I rischi della supremazia dei mercati finanziari
«È evidente che quel potente propulsore dell'economia che sono i mercati non è in grado di regolarsi da sé: infatti essi non sanno né produrre quei presupposti che ne consentono il regolare svolgimento (coesione sociale, onestà, fiducia, sicurezza, leggi...), né correggere quegli effetti e quelle esternalità che risultano nocivi alla società umana (disuguaglianze, asimmetrie, degrado ambientale, insicurezza sociale, frodi…). Inoltre, al di là del fatto che molti suoi operatori siano singolarmente animati da buone e rette intenzioni, non è possibile ignorare che oggi l'industria finanziaria, a causa della sua pervasività e della sua inevitabile capacità di condizionare e – in un certo senso – di dominare l'economia reale, è un luogo dove gli egoismi e le sopraffazioni hanno un potenziale di dannosità della collettività che ha pochi eguali». Per il Vaticano «commercializzare alcuni strumenti finanziari, di per sé leciti, in una situazione di asimmetria, approfittando delle lacune cognitive o della debolezza contrattuale di una delle controparti, costituisce di per sé una violazione della debita correttezza relazionale ed è già una grave infrazione dal punto di vista etico». Certamente «la finanziarizzazione del mondo imprenditoriale, consentendo alle imprese di accedere al denaro mediante l'ingresso nel mondo della libera contrattazione della borsa, è di per sé positivo. Tale fenomeno, tuttavia, rischia oggi di accentuare anche una cattiva finanziarizzazione dell'economia, facendo sì che la ricchezza virtuale, concentrandosi soprattutto in transazioni caratterizzate dal mero intento speculativo ed in negoziazioni ad alta frequenza (high frequency trading), attiri a sé eccessive quantità di capitali, sottraendoli in tal modo ai circuiti virtuosi dell'economia reale».

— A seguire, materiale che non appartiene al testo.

//! Integration tests for the lexer pipeline and the `jlex` binary.
//!
//! These tests run complete source files through normalization, comment
//! stripping and tokenization, and drive the command-line tool end to end.

use std::{io::Write, path::PathBuf};

use assert_cmd::Command;
use jlex::{load_source, normalize, strip_comments, tokenize, tokenize_fragment, Token, TokenKind};
use predicates::prelude::*;

fn fixture(name: &str) -> PathBuf {
    PathBuf::from(env!("CARGO_MANIFEST_DIR"))
        .join("tests")
        .join("fixtures")
        .join(name)
}

#[test]
fn test_tokenize_fixture() {
    let source = load_source(&fixture("Main.java")).unwrap();
    let tokens = tokenize(&source).unwrap();

    assert_eq!(
        &tokens[..4],
        &[
            Token::new(TokenKind::Package, "package"),
            Token::new(TokenKind::Identifier, "demo"),
            Token::new(TokenKind::Sign, ";"),
            Token::new(TokenKind::Import, "import"),
        ]
    );
    assert!(tokens.contains(&Token::new(TokenKind::Literal, "\"done // not a comment\"")));
    assert!(tokens.contains(&Token::new(TokenKind::Sign, "++")));
    assert!(tokens.contains(&Token::new(TokenKind::Sign, "+=")));
    assert!(tokens.contains(&Token::new(TokenKind::Return, "return")));
    assert_eq!(tokens.last(), Some(&Token::new(TokenKind::Sign, "}")));
}

#[test]
fn test_fixture_comments_removed() {
    let source = load_source(&fixture("Main.java")).unwrap();

    let normalized = normalize(&source);
    assert!(normalized.iter().any(|fragment| fragment == "// upper bound"));
    assert!(normalized.iter().any(|fragment| fragment == "/* running sum */"));

    let stripped = strip_comments(normalized).unwrap();
    for comment in ["Entry point", "upper bound", "running sum"] {
        assert!(stripped.iter().all(|fragment| !fragment.contains(comment)));
    }
    assert!(stripped
        .iter()
        .any(|fragment| fragment == "String message = \"done // not a comment\""));
}

#[test]
fn test_pipeline_equals_stages() {
    let source = load_source(&fixture("Main.java")).unwrap();

    let staged: Vec<Token> = strip_comments(normalize(&source))
        .unwrap()
        .iter()
        .flat_map(|fragment| tokenize_fragment(fragment).unwrap())
        .collect();

    assert_eq!(staged, tokenize(&source).unwrap());
}

#[test]
fn test_load_source_from_temp_file() {
    let mut file = tempfile::NamedTempFile::new().unwrap();
    write!(file, "int a = 1;\na += 1;\n").unwrap();

    let source = load_source(file.path()).unwrap();
    let tokens = tokenize(&source).unwrap();

    assert_eq!(tokens.len(), 9);
    assert_eq!(tokens[0], Token::new(TokenKind::Int, "int"));
    assert_eq!(tokens[6], Token::new(TokenKind::Sign, "+="));
}

#[test]
fn test_load_source_missing_file() {
    let dir = tempfile::tempdir().unwrap();
    assert!(load_source(&dir.path().join("Missing.java")).is_err());
}

#[test]
fn test_cli_prints_tokens() {
    Command::cargo_bin("jlex")
        .unwrap()
        .arg(fixture("Main.java"))
        .assert()
        .success()
        .stdout(predicate::str::contains("<24, 'public'>"))
        .stdout(predicate::str::contains("<47, 'Main'>"))
        .stdout(predicate::str::contains("< 0, '{'>"));
}

#[test]
fn test_cli_json_output() {
    Command::cargo_bin("jlex")
        .unwrap()
        .arg(fixture("Main.java"))
        .args(["--format", "json"])
        .assert()
        .success()
        .stdout(predicate::str::contains("\"kind\": \"Package\""))
        .stdout(predicate::str::contains("\"lexeme\": \"package\""));
}

#[test]
fn test_cli_fragments_stage() {
    Command::cargo_bin("jlex")
        .unwrap()
        .arg(fixture("Main.java"))
        .args(["--stage", "fragments"])
        .assert()
        .success()
        .stdout(predicate::str::contains("// upper bound"));

    Command::cargo_bin("jlex")
        .unwrap()
        .arg(fixture("Main.java"))
        .args(["--stage", "stripped"])
        .assert()
        .success()
        .stdout(predicate::str::contains("upper bound").not());
}

#[test]
fn test_cli_reports_lexer_error() {
    Command::cargo_bin("jlex")
        .unwrap()
        .arg(fixture("Broken.java"))
        .assert()
        .failure()
        .stderr(predicate::str::contains("illegal sign: <>"))
        .stderr(predicate::str::contains("3 | a <> 2;"))
        .stderr(predicate::str::contains("failed to tokenize"));
}

#[test]
fn test_cli_missing_file() {
    Command::cargo_bin("jlex")
        .unwrap()
        .arg(fixture("DoesNotExist.java"))
        .assert()
        .failure()
        .stderr(predicate::str::contains("failed to read"));
}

La funzione sociale del credito
Il documento si sofferma sulla «insostituibile funzione sociale del credito, la cui prestazione incombe in primo luogo ad abilitati ed affidabili intermediatori finanziari. In questo ambito, appare chiaro che applicare tassi d'interesse eccessivamente elevati, di fatto non sostenibili dai soggetti prenditori di fondi, rappresenta un'operazione non solo illegittima sotto il profilo etico ma anche disfunzionale alla sanità del sistema economico. Da sempre, simili pratiche, nonché comportamenti di fatto usurari, sono stati avvertiti dalla coscienza umana come iniqui e dal sistema economico come avversi al suo buon funzionamento». Insomma, l'attività finanziaria rivela la sua primaria vocazione di servizio all'economia reale, chiamata com'è a creare valore, con mezzi moralmente leciti, ed a favorire una smobilitazione dei capitali allo scopo di generare una circolarità virtuosa di ricchezza: «Assai positive in tal senso, e da favorire, sono realtà quali il credito cooperativo, il microcredito, così come il credito pubblico a servizio delle famiglie, delle imprese, delle comunità locali e il credito di aiuto ai Paesi in via di sviluppo».